YOUR INSTRUCTIONS >> Your answer must be an exact transcription of every record.

EXTRACTED DATA Start Marker

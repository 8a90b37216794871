//! The converter page component.
//!
//! - `state` - explicit UI state record and its transitions
//! - `markup` - state to HTML
//! - `bootstrap` - hydration payload and initial format selection
//! - `session` - async driver: converter init, gated single-flight conversion
//!
//! [`Renderer`] is the server-render entry point the prerender driver calls
//! once per route. Rendering is pure: no I/O, same route in, same output out.

pub mod bootstrap;
pub mod markup;
pub mod session;
pub mod state;

pub use bootstrap::{BootstrapPayload, initial_format};
pub use session::Session;
pub use state::PageState;

use crate::core::{FormatPair, FormatRegistry, Route, SupportedFormat};
use crate::utils::html::{escape, escape_attr};

/// Per-route `<head>` metadata.
#[derive(Debug, Clone, PartialEq, Eq)]
pub struct Head {
    pub title: String,
    pub description: String,
    pub canonical: String,
}

impl Head {
    /// Markup spliced into the shell's head placeholder.
    pub fn to_html(&self) -> String {
        format!(
            concat!(
                "<title>{}</title>\n",
                "    <meta name=\"description\" content=\"{}\">\n",
                "    <link rel=\"canonical\" href=\"{}\">"
            ),
            escape(&self.title),
            escape_attr(&self.description),
            escape_attr(&self.canonical)
        )
    }
}

/// Output of rendering one route.
#[derive(Debug, Clone, PartialEq, Eq)]
pub struct RenderResult {
    pub markup: String,
    pub head: Head,
    pub initial_state: BootstrapPayload,
}

/// Server-side renderer for every route of the site.
#[derive(Debug, Clone)]
pub struct Renderer {
    registry: FormatRegistry,
    site_title: String,
    description: String,
    base_url: String,
}

impl Renderer {
    pub fn new(
        registry: FormatRegistry,
        site_title: impl Into<String>,
        description: Option<String>,
        base_url: impl Into<String>,
    ) -> Self {
        let description = description.unwrap_or_else(|| default_description(&registry));
        Self {
            registry,
            site_title: site_title.into(),
            description,
            base_url: base_url.into(),
        }
    }

    pub fn registry(&self) -> &FormatRegistry {
        &self.registry
    }

    /// Render the page for a request path.
    ///
    /// Paths that do not decode to a pair render the root page.
    #[cfg(test)]
    pub fn render_path(&self, path: &str) -> RenderResult {
        let route = crate::core::decode(&self.registry, path).map_or(Route::Root, Route::Pair);
        self.render(route)
    }

    /// Render one route: markup, head and bootstrap payload.
    pub fn render(&self, route: Route) -> RenderResult {
        let pair = route.pair();
        let initial_state = BootstrapPayload::from(pair);
        let target = initial_format(&self.registry, Some(&initial_state), &route.path());

        RenderResult {
            markup: self.render_server(target, pair.map(|p| p.source)),
            head: Head {
                title: self.title(pair),
                description: self.description.clone(),
                canonical: route.url(&self.base_url),
            },
            initial_state,
        }
    }

    /// Markup of a freshly loaded page with `initial_target` selected.
    pub fn render_server(
        &self,
        initial_target: SupportedFormat,
        initial_source: Option<SupportedFormat>,
    ) -> String {
        let pair = initial_source.and_then(|source| FormatPair::new(source, initial_target));
        let state = PageState::new(initial_target);
        markup::render_page(&state, pair, &self.registry, &self.site_title)
    }

    fn title(&self, pair: Option<FormatPair>) -> String {
        match pair {
            Some(pair) => format!(
                "Convert {} to {} | {}",
                pair.source.label(),
                pair.target.label(),
                self.site_title
            ),
            None => format!("{} | Offline image converter", self.site_title),
        }
    }
}

/// `Convert images locally between PNG, JPG, ... and FF without uploads.`
fn default_description(registry: &FormatRegistry) -> String {
    let labels: Vec<String> = registry
        .formats()
        .iter()
        .filter(|format| {
            **format != SupportedFormat::Jpeg || !registry.contains(SupportedFormat::Jpg)
        })
        .map(|format| format.label())
        .collect();
    let list = match labels.as_slice() {
        [] => "image formats".to_string(),
        [only] => only.clone(),
        [first, second] => format!("{first} and {second}"),
        [init @ .., last] => format!("{}, and {}", init.join(", "), last),
    };
    format!("Convert images locally between {list} without uploads.")
}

EXTRACTED DATA End Marker

ANSWER FOR THIS EXERCISE >>
repository 8a90b37216794871
//! The converter page component.
//!
//! - `state` - explicit UI state record and its transitions
//! - `markup` - state to HTML
//! - `bootstrap` - hydration payload and initial format selection
//! - `session` - async driver: converter init, gated single-flight conversion
//!
//! [`Renderer`] is the server-render entry point the prerender driver calls
//! once per route. Rendering is pure: no I/O, same route in, same output out.

pub mod bootstrap;
pub mod markup;
pub mod session;
pub mod state;

pub use bootstrap::{BootstrapPayload, initial_format};
pub use session::Session;
pub use state::PageState;

use crate::core::{FormatPair, FormatRegistry, Route, SupportedFormat};
use crate::utils::html::{escape, escape_attr};

/// Per-route `<head>` metadata.
#[derive(Debug, Clone, PartialEq, Eq)]
pub struct Head {
    pub title: String,
    pub description: String,
    pub canonical: String,
}

impl Head {
    /// Markup spliced into the shell's head placeholder.
    pub fn to_html(&self) -> String {
        format!(
            concat!(
                "<title>{}</title>\n",
                "    <meta name=\"description\" content=\"{}\">\n",
                "    <link rel=\"canonical\" href=\"{}\">"
            ),
            escape(&self.title),
            escape_attr(&self.description),
            escape_attr(&self.canonical)
        )
    }
}

/// Output of rendering one route.
#[derive(Debug, Clone, PartialEq, Eq)]
pub struct RenderResult {
    pub markup: String,
    pub head: Head,
    pub initial_state: BootstrapPayload,
}

/// Server-side renderer for every route of the site.
#[derive(Debug, Clone)]
pub struct Renderer {
    registry: FormatRegistry,
    site_title: String,
    description: String,
    base_url: String,
}

impl Renderer {
    pub fn new(
        registry: FormatRegistry,
        site_title: impl Into<String>,
        description: Option<String>,
        base_url: impl Into<String>,
    ) -> Self {
        let description = description.unwrap_or_else(|| default_description(&registry));
        Self {
            registry,
            site_title: site_title.into(),
            description,
            base_url: base_url.into(),
        }
    }

    pub fn registry(&self) -> &FormatRegistry {
        &self.registry
    }

    /// Render the page for a request path.
    ///
    /// Paths that do not decode to a pair render the root page.
    #[cfg(test)]
    pub fn render_path(&self, path: &str) -> RenderResult {
        let route = crate::core::decode(&self.registry, path).map_or(Route::Root, Route::Pair);
        self.render(route)
    }

    /// Render one route: markup, head and bootstrap payload.
    pub fn render(&self, route: Route) -> RenderResult {
        let pair = route.pair();
        let initial_state = BootstrapPayload::from(pair);
        let target = initial_format(&self.registry, Some(&initial_state), &route.path());

        RenderResult {
            markup: self.render_server(target, pair.map(|p| p.source)),
            head: Head {
                title: self.title(pair),
                description: self.description.clone(),
                canonical: route.url(&self.base_url),
            },
            initial_state,
        }
    }

    /// Markup of a freshly loaded page with `initial_target` selected.
    pub fn render_server(
        &self,
        initial_target: SupportedFormat,
        initial_source: Option<SupportedFormat>,
    ) -> String {
        let pair = initial_source.and_then(|source| FormatPair::new(source, initial_target));
        let state = PageState::new(initial_target);
        markup::render_page(&state, pair, &self.registry, &self.site_title)
    }

    fn title(&self, pair: Option<FormatPair>) -> String {
        match pair {
            Some(pair) => format!(
                "Convert {} to {} | {}",
                pair.source.label(),
                pair.target.label(),
                self.site_title
            ),
            None => format!("{} | Offline image converter", self.site_title),
        }
    }
}

/// `Convert images locally between PNG, JPG, ... and FF without uploads.`
fn default_description(registry: &FormatRegistry) -> String {
    let labels: Vec<String> = registry
        .formats()
        .iter()
        .filter(|format| {
            **format != SupportedFormat::Jpeg || !registry.contains(SupportedFormat::Jpg)
        })
        .map(|format| format.label())
        .collect();
    let list = match labels.as_slice() {
        [] => "image formats".to_string(),
        [only] => only.clone(),
        [first, second] => format!("{first} and {second}"),
        [init @ .., last] => format!("{}, and {}", init.join(", "), last),
    };
    format!("Convert images locally between {list} without uploads.")
}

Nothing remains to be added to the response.